I packed a light backpack with a sleeping bag, long johns, shorts, two shirts, toiletries, and first-aid supplies. I didn't want to carry too much, otherwise I'd never make it to the top. We started out Day 1 at 4:30m! There were 20 other people in our group and we chatted as we walked. Our guide, Cesar, pointed out some of the 84 different types of potatoes that grow on the mountains. We ate mashed potatoes and lots of potato soup. By Day 2, I felt like I was climbing up the stairs of a building with two thousand floors. The hiking made me tired, but the beautiful terrain inspired me. By Day 3, I started to feel dizzy from the elevation and I had to lie down. By Day 4, I couldn't wait to reach Machu Picchu - our destination, at last!

The Andean people hold a deep respect for the Mother Earth, which they call Pachamama.
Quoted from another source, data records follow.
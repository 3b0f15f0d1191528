//! Workspace umbrella crate for fuzzmatch.
//!
//! This crate stitches together string preparation, two-pass fuzzy matching
//! and score statistics so callers can go from raw strings to a summary with
//! a single [`FuzzyMatcher`].
//!
//! ```
//! use fuzzmatch::FuzzyMatcher;
//!
//! let fm = FuzzyMatcher::default();
//! let target = "Hi first time in your how room miss muffet, are you new?";
//! let series = fm
//!     .run_batch(target, &["how", "firts", "giraffe"], true)
//!     .expect("non-empty target");
//! let report = fm.analyze(&series).expect("non-empty series");
//! assert_eq!(report.matched_scores.len(), 2);
//! ```

pub mod config;

pub use matcher::{
    BatchMatcher, FuzzyMatch, MatchConfig, MatchError, MatchMetrics, MatchOutcome, MatchSession,
    Tolerance, match_prepared, match_strict_only, match_with_typo, set_match_metrics,
};
pub use prepare::{
    BoundaryTable, CacheConfig, CacheError, CacheStats, CodeSequence, PreparedCache,
    PreparedQuery, PreparedTarget, beginnings, encode, next_beginning_table,
};
pub use stats::{Analyzer, ScoreSeries, StatsConfig, StatsError, StatsReport, ZScoreFormula};

pub use crate::config::{ConfigLoadError, FuzzConfig};

use std::sync::Arc;

use thiserror::Error;
use tracing::{debug, warn};

/// Errors surfaced by [`FuzzyMatcher`].
#[derive(Debug, Clone, PartialEq, Eq, Error)]
pub enum FuzzError {
    #[error("matching failed: {0}")]
    Match(#[from] MatchError),
    #[error("analysis failed: {0}")]
    Stats(#[from] StatsError),
    #[error("cache setup failed: {0}")]
    Cache(#[from] CacheError),
    #[error("target has {len} chars, limit is {max}")]
    TargetTooLong { len: usize, max: usize },
}

/// Cache-backed matcher plus statistics, configured once.
///
/// Holds its own [`PreparedCache`]; two matchers never share prepared
/// values unless built from the same cache with
/// [`from_parts`](Self::from_parts).
#[derive(Debug, Clone)]
pub struct FuzzyMatcher {
    batch: BatchMatcher,
    stats_cfg: StatsConfig,
    max_target_len: Option<usize>,
}

impl FuzzyMatcher {
    pub fn new(cfg: &FuzzConfig) -> Result<Self, FuzzError> {
        let cache = PreparedCache::new(cfg.cache.clone())?;
        let mut matcher = Self::from_parts(Arc::new(cache), cfg.matcher.clone(), cfg.stats.clone())?;
        matcher.max_target_len = cfg.max_target_len;
        Ok(matcher)
    }

    pub fn from_parts(
        cache: Arc<PreparedCache>,
        match_cfg: MatchConfig,
        stats_cfg: StatsConfig,
    ) -> Result<Self, FuzzError> {
        Ok(Self {
            batch: BatchMatcher::new(cache, match_cfg)?,
            stats_cfg,
            max_target_len: None,
        })
    }

    /// Rejects targets with more than `max` chars.
    pub fn with_max_target_len(mut self, max: usize) -> Self {
        self.max_target_len = Some(max);
        self
    }

    pub fn max_target_len(&self) -> Option<usize> {
        self.max_target_len
    }

    pub fn match_pair(
        &self,
        query: &str,
        target: &str,
        allow_typo: bool,
    ) -> Result<MatchOutcome, FuzzError> {
        self.check_target(target)?;
        Ok(self.batch.match_pair(query, target, allow_typo)?)
    }

    /// One entry per query, in order; an empty query scores as no match.
    pub fn run_batch<S: AsRef<str>>(
        &self,
        target: &str,
        queries: &[S],
        allow_typo: bool,
    ) -> Result<ScoreSeries, FuzzError> {
        self.check_target(target)?;
        Ok(self.batch.run(target, queries, allow_typo)?)
    }

    #[cfg(feature = "parallel")]
    pub fn run_batch_par<S: AsRef<str> + Sync>(
        &self,
        target: &str,
        queries: &[S],
        allow_typo: bool,
    ) -> Result<ScoreSeries, FuzzError> {
        self.check_target(target)?;
        Ok(self.batch.run_par(target, queries, allow_typo)?)
    }

    /// Like [`run_batch`](Self::run_batch) but keeps positions and flags.
    pub fn outcomes<S: AsRef<str>>(
        &self,
        target: &str,
        queries: &[S],
        allow_typo: bool,
    ) -> Result<Vec<MatchOutcome>, FuzzError> {
        self.check_target(target)?;
        Ok(self.batch.outcomes(target, queries, allow_typo)?)
    }

    pub fn analyze(&self, series: &ScoreSeries) -> Result<StatsReport, FuzzError> {
        Ok(stats::analyze(series, &self.stats_cfg)?)
    }

    /// Drops every cached prepared string. Results are unaffected.
    pub fn clear_cache(&self) {
        self.batch.cache().clear();
    }

    pub fn cache_stats(&self) -> CacheStats {
        self.batch.cache().stats()
    }

    fn check_target(&self, target: &str) -> Result<(), FuzzError> {
        let Some(max) = self.max_target_len else {
            return Ok(());
        };
        let len = target.chars().count();
        if len > max {
            warn!(len, max, "target_too_long");
            return Err(FuzzError::TargetTooLong { len, max });
        }
        Ok(())
    }
}

impl Default for FuzzyMatcher {
    fn default() -> Self {
        Self::new(&FuzzConfig::default()).expect("default config is valid")
    }
}

/// One-shot match with default scoring and a throwaway cache.
pub fn single(query: &str, target: &str, allow_typo: bool) -> Result<MatchOutcome, FuzzError> {
    let cache = PreparedCache::new(CacheConfig::default().with_capacity(1))?;
    let matcher = FuzzyMatcher::from_parts(
        Arc::new(cache),
        MatchConfig::default(),
        StatsConfig::default(),
    )?;
    debug!(allow_typo, "single_match");
    matcher.match_pair(query, target, allow_typo)
}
They pray to the earth before they hike Machu Picchu and they make her an offering of coca leaves for safe passage. As an Inca, you take three nicely shaped leaves and hold them in your palms over your mouth, breathing in their scent and praying. One leaf represents the lower world, Ukhu pacha, signified by the snake. One represents the middle world, Kay pacha, signified by the puma. The last leaf represents the upper world, Hanaq pacha, signified by the condor.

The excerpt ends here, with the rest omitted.